The so – called “Polite” Curse

  – Geronda, when someone wrongs us, is it right to think or say, “May he find his punishment from God”?

  – Whoever says this is being tricked by the devil and does not realize that this is a “polite” way of cursing the person. There are some people who like to see them­selves as sensitive, loving and refined, and tolerant of the wrongs they suffer. Yet, they still say, “May he find his punishment from God.” In this life, we are all taking the test to enter the eternal life, to enter Paradise.

  My mind tells me that this kind of “polite” curse is below the passing grade and is not right for a Christian, because Christ did not teach us this kind of love. He taught us to say, Father, forgive them, for they know not what they do. (Lk. 23: 34)  Likewise, the best blessing is to remain quiet while being cursed and accept with kindness the curses leveled against us.

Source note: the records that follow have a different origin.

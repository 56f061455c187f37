//! Git adapter for the pipeline.
//!
//! Promotion mutates the repository (branch, commit, push) and must be able
//! to undo itself, so every git interaction goes through this small, explicit
//! wrapper around `git` subprocess calls.

use std::path::{Path, PathBuf};
use std::process::{Command, Output};

use anyhow::{Context, Result, anyhow};
use tracing::{debug, instrument, warn};

/// Parsed `git status --porcelain` entry.
#[derive(Debug, Clone, PartialEq, Eq)]
pub struct StatusEntry {
    /// 2-letter XY code, or "??" for untracked.
    pub code: String,
    pub path: String,
}

/// Wrapper for executing git commands in a working directory.
#[derive(Debug, Clone)]
pub struct Git {
    workdir: PathBuf,
}

impl Git {
    pub fn new(workdir: impl Into<PathBuf>) -> Self {
        Self {
            workdir: workdir.into(),
        }
    }

    /// Absolute path of the top of the working tree.
    pub fn toplevel(&self) -> Result<PathBuf> {
        let out = self.run_capture(&["rev-parse", "--show-toplevel"])?;
        Ok(PathBuf::from(out.trim()))
    }

    /// Return the current branch name (errors on detached HEAD).
    #[instrument(skip_all)]
    pub fn current_branch(&self) -> Result<String> {
        let out = self.run_capture(&["rev-parse", "--abbrev-ref", "HEAD"])?;
        let name = out.trim().to_string();
        if name == "HEAD" {
            warn!("detached HEAD detected");
            return Err(anyhow!("detached HEAD (refuse to promote)"));
        }
        debug!(branch = %name, "current branch");
        Ok(name)
    }

    pub fn head_sha(&self) -> Result<String> {
        let out = self.run_capture(&["rev-parse", "HEAD"])?;
        Ok(out.trim().to_string())
    }

    /// Get status entries (including untracked) in porcelain format.
    ///
    /// Uses `-z` so paths come back verbatim, never quoted.
    pub fn status_porcelain(&self) -> Result<Vec<StatusEntry>> {
        let out = self.run_capture(&["status", "--porcelain=v1", "-z", "-uall"])?;
        parse_status_records(&out)
    }

    /// Ensure the worktree is clean, allowing entries with any of the given prefixes.
    #[instrument(skip_all)]
    pub fn ensure_clean_except_prefixes(&self, allowed_prefixes: &[&str]) -> Result<()> {
        let entries = self.status_porcelain()?;
        let disallowed: Vec<StatusEntry> = entries
            .into_iter()
            .filter(|entry| {
                !allowed_prefixes
                    .iter()
                    .any(|prefix| entry.path.starts_with(prefix))
            })
            .collect();
        if disallowed.is_empty() {
            debug!("worktree is clean");
            return Ok(());
        }
        warn!(disallowed_count = disallowed.len(), "worktree not clean");
        let mut msg = String::from("working tree not clean (disallowed changes):\n");
        for entry in disallowed {
            msg.push_str(&format!("{} {}\n", entry.code, entry.path));
        }
        Err(anyhow!(msg.trim_end().to_string()))
    }

    /// Check whether a local branch exists.
    pub fn branch_exists(&self, branch: &str) -> Result<bool> {
        let status = self
            .run(&[
                "show-ref",
                "--verify",
                "--quiet",
                &format!("refs/heads/{branch}"),
            ])?
            .status;
        Ok(status.success())
    }

    /// Create and checkout a new branch at current HEAD.
    #[instrument(skip_all, fields(branch))]
    pub fn checkout_new_branch(&self, branch: &str) -> Result<()> {
        debug!(branch, "creating and checking out new branch");
        self.run_checked(&["checkout", "-b", branch])?;
        Ok(())
    }

    /// Checkout an existing branch.
    #[instrument(skip_all, fields(branch))]
    pub fn checkout_branch(&self, branch: &str) -> Result<()> {
        debug!(branch, "checking out branch");
        self.run_checked(&["checkout", branch])?;
        Ok(())
    }

    /// Force-delete a local branch.
    #[instrument(skip_all, fields(branch))]
    pub fn delete_branch(&self, branch: &str) -> Result<()> {
        debug!(branch, "deleting branch");
        self.run_checked(&["branch", "-D", branch])?;
        Ok(())
    }

    /// Stage exactly the given paths.
    pub fn add_paths(&self, paths: &[&Path]) -> Result<()> {
        let mut args: Vec<String> = vec!["add".to_string(), "--".to_string()];
        args.extend(paths.iter().map(|p| p.to_string_lossy().into_owned()));
        let refs: Vec<&str> = args.iter().map(String::as_str).collect();
        self.run_checked(&refs)?;
        Ok(())
    }

    /// Unstage everything (keeps worktree contents).
    pub fn reset_index(&self) -> Result<()> {
        self.run_checked(&["reset", "-q"])?;
        Ok(())
    }

    /// Commit staged changes and return the new HEAD sha.
    #[instrument(skip_all)]
    pub fn commit(&self, message: &str) -> Result<String> {
        debug!("committing staged changes");
        self.run_checked(&["commit", "-m", message])?;
        self.head_sha()
    }

    /// Paths touched by a single commit.
    pub fn files_in_commit(&self, rev: &str) -> Result<Vec<String>> {
        let out = self.run_capture(&["show", "--name-only", "--pretty=format:", rev])?;
        Ok(non_empty_lines(&out))
    }

    /// Push `branch` to `remote` under the same name.
    #[instrument(skip_all, fields(remote, branch))]
    pub fn push(&self, remote: &str, branch: &str) -> Result<()> {
        debug!(remote, branch, "pushing branch");
        let refspec = format!("refs/heads/{branch}:refs/heads/{branch}");
        self.run_checked(&["push", remote, &refspec])?;
        Ok(())
    }

    pub fn remote_url(&self, remote: &str) -> Result<String> {
        let out = self.run_capture(&["remote", "get-url", remote])?;
        Ok(out.trim().to_string())
    }

    /// Files added or modified since `base`, limited to `pathspecs`.
    #[instrument(skip_all, fields(base))]
    pub fn changed_files(&self, base: &str, pathspecs: &[String]) -> Result<Vec<String>> {
        let mut args: Vec<&str> = vec!["diff", "--name-only", "--diff-filter=AM", base, "--"];
        args.extend(pathspecs.iter().map(String::as_str));
        let out = self.run_capture(&args)?;
        let files = non_empty_lines(&out);
        debug!(count = files.len(), "changed files");
        Ok(files)
    }

    fn run_capture(&self, args: &[&str]) -> Result<String> {
        let output = self.run_checked(args)?;
        Ok(String::from_utf8_lossy(&output.stdout).to_string())
    }

    fn run_checked(&self, args: &[&str]) -> Result<Output> {
        let output = self.run(args)?;
        if !output.status.success() {
            let stderr = String::from_utf8_lossy(&output.stderr);
            return Err(anyhow!("git {} failed: {}", args.join(" "), stderr.trim()));
        }
        Ok(output)
    }

    fn run(&self, args: &[&str]) -> Result<Output> {
        Command::new("git")
            .args(args)
            .current_dir(&self.workdir)
            .output()
            .with_context(|| format!("spawn git {}", args.join(" ")))
    }
}

fn non_empty_lines(out: &str) -> Vec<String> {
    out.lines()
        .map(str::trim)
        .filter(|line| !line.is_empty())
        .map(str::to_string)
        .collect()
}

/// Parse NUL-separated `--porcelain=v1 -z` output. A rename or copy record
/// is followed by one more record holding the source path, which is skipped.
fn parse_status_records(out: &str) -> Result<Vec<StatusEntry>> {
    let mut entries = Vec::new();
    let mut records = out.split('\0').filter(|record| !record.is_empty());
    while let Some(record) = records.next() {
        let entry = parse_status_record(record)?;
        if entry.code.contains(['R', 'C']) {
            records.next();
        }
        entries.push(entry);
    }
    Ok(entries)
}

fn parse_status_record(record: &str) -> Result<StatusEntry> {
    match (record.get(..2), record.get(2..3), record.get(3..)) {
        (Some(code), Some(" "), Some(path)) if !path.is_empty() => Ok(StatusEntry {
            code: code.to_string(),
            path: path.to_string(),
        }),
        _ => Err(anyhow!("unexpected porcelain record: '{record}'")),
    }
}

#[cfg(test)]
mod tests {
    use super::*;

    #[test]
    fn parses_untracked_record() {
        let entries = parse_status_records("?? .agent-tmp/bubble_sort/x.py\0").expect("parse");
        assert_eq!(
            entries,
            vec![StatusEntry {
                code: "??".to_string(),
                path: ".agent-tmp/bubble_sort/x.py".to_string()
            }]
        );
    }

    #[test]
    fn paths_with_spaces_stay_verbatim() {
        let entries =
            parse_status_records("?? specs/my spec.yml\0 M algolib/__init__.py\0").expect("parse");
        let paths: Vec<&str> = entries.iter().map(|e| e.path.as_str()).collect();
        assert_eq!(paths, vec!["specs/my spec.yml", "algolib/__init__.py"]);
        assert_eq!(entries[1].code, " M");
    }

    #[test]
    fn rename_keeps_new_path_and_skips_source() {
        let entries = parse_status_records("R  new.py\0old.py\0?? x.py\0").expect("parse");
        let paths: Vec<&str> = entries.iter().map(|e| e.path.as_str()).collect();
        assert_eq!(paths, vec!["new.py", "x.py"]);
    }

    #[test]
    fn rejects_malformed_record() {
        assert!(parse_status_records("M\0").is_err());
    }

    #[test]
    fn blank_lines_are_dropped() {
        assert_eq!(non_empty_lines("\na.yml\n\n b.yml \n"), vec!["a.yml", "b.yml"]);
    }
}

  If we suffer slander and injustice in the hands of frivo­Ious or cunning people, who are full of malice and distort the truth, we should try if we can, not to defend ourselves against them, especially if the injustice is about ourselves only. Neither should we say, “May they find their punish­ment from God,” because this is a curse, too. The best is to forgive them with all our heart and to ask God to give us the strength to bear the burden of slander, while continuing our spiritual life quietly and undetected as much as we can. Let those, who have it as their habit to judge and condemn others, continue to wrong us, because in this way they are preparing golden laurels for us in the true life. Naturally, all those who are close to God never curse because there’s no malice in them. They have only goodness and gentleness, and the bad things people throw upon these holy souls are sanctified, and they feel a great, hidden joy.

 

A Blessing from the Heart is Divine

  Now let me give you a “curse” too! May God flood your heart with His kindness and His abundant love until you go out of your mind! May your mind leave this earth even while you are in this life and stay close to Him! May you go mad with the divine madness of God’s love! May God bum your hearts with His love! Don’t ask me for a second curse; this good “curse” of mine works because it comes straight from my heart.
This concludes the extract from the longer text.